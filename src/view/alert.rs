/// Dismissible message shown over the current screen
#[derive(Debug, Clone, PartialEq, Eq)]
pub struct Alert {
    pub title: String,
    pub message: String,
    pub kind: AlertKind,
}

#[derive(Debug, Clone, Copy, PartialEq, Eq)]
pub enum AlertKind {
    Info,
    Success,
    Error,
}

impl Alert {
    pub fn info(title: impl Into<String>, message: impl Into<String>) -> Self {
        Self::new(AlertKind::Info, title, message)
    }

    pub fn success(message: impl Into<String>) -> Self {
        Self::new(AlertKind::Success, "Success", message)
    }

    pub fn error(message: impl Into<String>) -> Self {
        Self::new(AlertKind::Error, "Error", message)
    }

    fn new(kind: AlertKind, title: impl Into<String>, message: impl Into<String>) -> Self {
        Self {
            title: title.into(),
            message: message.into(),
            kind,
        }
    }
}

───

*WHAT YOU ARE ASKED TO DO*: Among the lines of the preceding data, which ones hold the word "Debug"? List them.

*RESULT*:
#[derive(Debug, Clone, PartialEq, Eq)]
#[derive(Debug, Clone, Copy, PartialEq, Eq)]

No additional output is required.